Diversa è la sorte di ciascuna torre. Alcune sono diventate abitazioni private come quella di Guidaloca, altre sono state trasformate in strutture ricettive come quella di Bonagia, altre ancora svolgono una funzione di pubblica utilità come la torre Mulinazzo, che ospita le luci di segnalazione dell’aeroporto di Palermo, altre infine sono scomparse del tutto, fagocitate da altri edifici o erose dalle intemperie.
In un modo o nell’altro, le torri difensive fanno parte della vita di tutti i siciliani, che le sfiorano ogni giorno andando al lavoro o durante le vacanze mentre sono distesi sul lettino in spiaggia.
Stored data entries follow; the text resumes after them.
//! The reference kernel: the semantics compiled streams are checked
//! against.

use std::collections::HashMap;

use weft_core::machine::header;
use weft_core::{MachineSpec, TraceKey, TraceStage};

/// Every intermediate value of the reference kernel, keyed by
/// `(round, lane, stage)`. Debug compare slots assert against this.
pub type ValueTrace = HashMap<TraceKey, u32>;

/// Execute one round of the reference kernel over the memory image.
///
/// Each lane reads its tree index and accumulator, fetches the node at
/// that index, xor-mixes, hashes, branches on the new value's low bit,
/// and wraps to the root past the leaves. With `trace` set, every
/// intermediate value is recorded.
pub fn reference_round(
    mem: &mut [u32],
    spec: &MachineSpec,
    round: u32,
    mut trace: Option<&mut ValueTrace>,
) {
    let n_nodes = mem[header::N_NODES as usize];
    let batch = mem[header::BATCH_SIZE as usize];
    let forest_p = mem[header::FOREST_VALUES_P as usize] as usize;
    let idx_p = mem[header::INP_INDICES_P as usize] as usize;
    let val_p = mem[header::INP_VALUES_P as usize] as usize;

    for lane in 0..batch {
        let mut record = |stage: TraceStage, value: u32| {
            if let Some(trace) = trace.as_deref_mut() {
                trace.insert(TraceKey { round, lane, stage }, value);
            }
        };

        let idx = mem[idx_p + lane as usize];
        let val = mem[val_p + lane as usize];
        record(TraceStage::Idx, idx);
        record(TraceStage::Val, val);

        let node = mem[forest_p + idx as usize];
        record(TraceStage::NodeVal, node);

        let mut acc = val ^ node;
        for (hi, stage) in spec.hash_stages.iter().enumerate() {
            acc = stage.apply(acc);
            record(TraceStage::HashStage(hi as u8), acc);
        }
        record(TraceStage::HashedVal, acc);

        let next = idx
            .wrapping_mul(2)
            .wrapping_add(1)
            .wrapping_add(acc & 1);
        record(TraceStage::NextIdx, next);
        let wrapped = if next < n_nodes { next } else { 0 };
        record(TraceStage::WrappedIdx, wrapped);

        mem[idx_p + lane as usize] = wrapped;
        mem[val_p + lane as usize] = acc;
    }
}

/// Run every round recorded in the image header.
pub fn run_reference(mem: &mut [u32], spec: &MachineSpec, mut trace: Option<&mut ValueTrace>) {
    let rounds = mem[header::ROUNDS as usize];
    for round in 0..rounds {
        reference_round(mem, spec, round, trace.as_deref_mut());
    }
}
Per i ciclisti che percorrono il periplo della Sicilia, le torri sono delle compagne di viaggio che suscitano stupore e tenerezza dato che con fierezza, anche se ferite nella loro struttura, difendono ancora i fantasmi di villaggi e tonnare che non esistono più. Condividere una loro foto e raccontare della loro esistenza è il giusto tributo che ciascun cicloviaggiatore può dare a queste strutture che hanno garantito, nei secoli, la sopravvivenza dei siciliani.